*Your assignment*. In the listing that follows, count every line with the word "first" in it and write only the total.

******

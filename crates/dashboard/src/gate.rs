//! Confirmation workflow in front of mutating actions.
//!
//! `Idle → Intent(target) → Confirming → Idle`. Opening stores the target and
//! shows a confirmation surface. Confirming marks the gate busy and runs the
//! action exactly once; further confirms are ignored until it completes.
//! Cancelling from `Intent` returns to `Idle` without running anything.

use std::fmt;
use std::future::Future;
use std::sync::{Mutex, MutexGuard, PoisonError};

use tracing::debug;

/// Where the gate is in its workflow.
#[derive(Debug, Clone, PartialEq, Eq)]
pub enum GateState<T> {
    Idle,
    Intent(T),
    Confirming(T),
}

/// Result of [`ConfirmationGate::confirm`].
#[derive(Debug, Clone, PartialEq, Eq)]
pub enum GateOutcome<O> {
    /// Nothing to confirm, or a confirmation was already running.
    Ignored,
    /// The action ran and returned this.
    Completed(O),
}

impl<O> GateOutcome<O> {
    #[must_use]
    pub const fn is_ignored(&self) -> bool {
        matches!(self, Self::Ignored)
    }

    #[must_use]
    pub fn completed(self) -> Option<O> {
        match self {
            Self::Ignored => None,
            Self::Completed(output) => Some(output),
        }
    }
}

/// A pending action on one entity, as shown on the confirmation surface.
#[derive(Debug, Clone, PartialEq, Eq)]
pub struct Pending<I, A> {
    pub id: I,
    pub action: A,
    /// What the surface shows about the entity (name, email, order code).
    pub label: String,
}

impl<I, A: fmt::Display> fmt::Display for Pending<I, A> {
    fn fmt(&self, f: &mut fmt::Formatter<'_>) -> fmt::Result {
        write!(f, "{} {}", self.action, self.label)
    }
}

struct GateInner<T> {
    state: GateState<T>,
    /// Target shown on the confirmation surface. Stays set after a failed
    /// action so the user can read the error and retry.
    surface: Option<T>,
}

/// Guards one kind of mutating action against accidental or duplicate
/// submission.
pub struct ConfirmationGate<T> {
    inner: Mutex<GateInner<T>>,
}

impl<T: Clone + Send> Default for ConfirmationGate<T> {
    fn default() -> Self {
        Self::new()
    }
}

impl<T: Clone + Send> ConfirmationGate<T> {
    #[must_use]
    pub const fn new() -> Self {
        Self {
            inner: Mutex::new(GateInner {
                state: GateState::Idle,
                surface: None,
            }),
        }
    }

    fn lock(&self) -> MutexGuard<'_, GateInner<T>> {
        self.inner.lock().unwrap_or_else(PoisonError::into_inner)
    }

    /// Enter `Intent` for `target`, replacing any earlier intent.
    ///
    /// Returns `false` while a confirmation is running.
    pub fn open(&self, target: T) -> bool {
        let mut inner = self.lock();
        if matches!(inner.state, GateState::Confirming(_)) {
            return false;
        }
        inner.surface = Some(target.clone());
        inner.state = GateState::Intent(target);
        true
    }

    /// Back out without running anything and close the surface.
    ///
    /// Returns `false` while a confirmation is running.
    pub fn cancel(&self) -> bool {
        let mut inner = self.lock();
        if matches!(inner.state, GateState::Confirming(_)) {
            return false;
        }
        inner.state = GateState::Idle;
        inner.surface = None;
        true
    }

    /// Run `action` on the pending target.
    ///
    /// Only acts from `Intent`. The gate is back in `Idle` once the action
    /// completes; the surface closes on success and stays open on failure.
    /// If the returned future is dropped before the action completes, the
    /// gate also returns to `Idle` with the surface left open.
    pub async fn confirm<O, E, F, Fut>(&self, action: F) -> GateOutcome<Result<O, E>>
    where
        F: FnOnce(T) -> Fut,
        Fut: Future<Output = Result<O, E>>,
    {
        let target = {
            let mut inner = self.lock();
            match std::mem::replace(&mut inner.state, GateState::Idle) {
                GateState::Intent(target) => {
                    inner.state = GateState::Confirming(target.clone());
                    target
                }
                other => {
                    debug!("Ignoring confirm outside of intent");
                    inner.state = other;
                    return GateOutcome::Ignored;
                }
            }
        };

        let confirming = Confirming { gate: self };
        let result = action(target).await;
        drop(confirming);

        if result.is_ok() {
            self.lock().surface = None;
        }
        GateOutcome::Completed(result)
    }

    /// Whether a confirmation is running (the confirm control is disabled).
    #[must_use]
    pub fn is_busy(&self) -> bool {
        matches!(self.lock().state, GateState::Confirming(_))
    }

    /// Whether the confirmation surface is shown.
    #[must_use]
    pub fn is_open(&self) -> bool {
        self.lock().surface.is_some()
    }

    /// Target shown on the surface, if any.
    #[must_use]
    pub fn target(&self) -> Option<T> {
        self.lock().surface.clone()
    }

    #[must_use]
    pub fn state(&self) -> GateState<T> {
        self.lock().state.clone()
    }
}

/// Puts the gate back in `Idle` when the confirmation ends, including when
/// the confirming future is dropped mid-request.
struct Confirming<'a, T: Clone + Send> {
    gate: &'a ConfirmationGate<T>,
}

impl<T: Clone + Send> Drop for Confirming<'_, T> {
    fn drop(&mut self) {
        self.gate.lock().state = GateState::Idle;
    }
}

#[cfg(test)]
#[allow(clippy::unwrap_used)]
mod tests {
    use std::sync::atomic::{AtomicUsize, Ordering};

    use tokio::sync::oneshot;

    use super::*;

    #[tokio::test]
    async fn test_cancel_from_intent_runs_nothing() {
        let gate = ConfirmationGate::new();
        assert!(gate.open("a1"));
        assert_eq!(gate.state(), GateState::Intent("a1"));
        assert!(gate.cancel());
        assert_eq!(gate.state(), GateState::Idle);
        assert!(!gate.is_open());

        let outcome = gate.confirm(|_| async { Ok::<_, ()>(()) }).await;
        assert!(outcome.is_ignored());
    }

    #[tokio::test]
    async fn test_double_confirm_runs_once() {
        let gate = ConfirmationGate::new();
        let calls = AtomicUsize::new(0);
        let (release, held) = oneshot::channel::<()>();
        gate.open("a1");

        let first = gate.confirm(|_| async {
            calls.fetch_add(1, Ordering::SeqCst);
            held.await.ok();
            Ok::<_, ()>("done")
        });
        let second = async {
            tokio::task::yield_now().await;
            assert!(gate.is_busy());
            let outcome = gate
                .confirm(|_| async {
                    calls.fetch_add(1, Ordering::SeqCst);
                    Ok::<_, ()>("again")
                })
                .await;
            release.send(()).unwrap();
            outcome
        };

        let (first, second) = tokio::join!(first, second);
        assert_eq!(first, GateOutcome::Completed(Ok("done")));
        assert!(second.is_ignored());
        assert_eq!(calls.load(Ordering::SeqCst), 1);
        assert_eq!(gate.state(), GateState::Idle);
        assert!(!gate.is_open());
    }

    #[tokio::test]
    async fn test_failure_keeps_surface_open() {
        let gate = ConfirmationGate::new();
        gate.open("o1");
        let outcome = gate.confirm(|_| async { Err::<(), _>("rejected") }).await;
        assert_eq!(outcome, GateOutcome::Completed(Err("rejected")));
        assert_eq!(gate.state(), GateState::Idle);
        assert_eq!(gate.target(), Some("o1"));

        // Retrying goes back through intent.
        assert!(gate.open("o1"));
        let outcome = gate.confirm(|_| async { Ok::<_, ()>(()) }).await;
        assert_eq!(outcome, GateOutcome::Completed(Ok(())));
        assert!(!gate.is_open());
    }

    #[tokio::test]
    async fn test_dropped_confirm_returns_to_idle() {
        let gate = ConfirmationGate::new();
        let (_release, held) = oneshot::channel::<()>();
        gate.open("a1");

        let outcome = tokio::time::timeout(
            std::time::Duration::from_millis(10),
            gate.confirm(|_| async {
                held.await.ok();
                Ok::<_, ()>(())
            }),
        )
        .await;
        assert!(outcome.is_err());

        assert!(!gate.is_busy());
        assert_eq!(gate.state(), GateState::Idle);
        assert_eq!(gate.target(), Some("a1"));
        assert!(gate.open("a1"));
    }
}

******

*Response to the task*. 3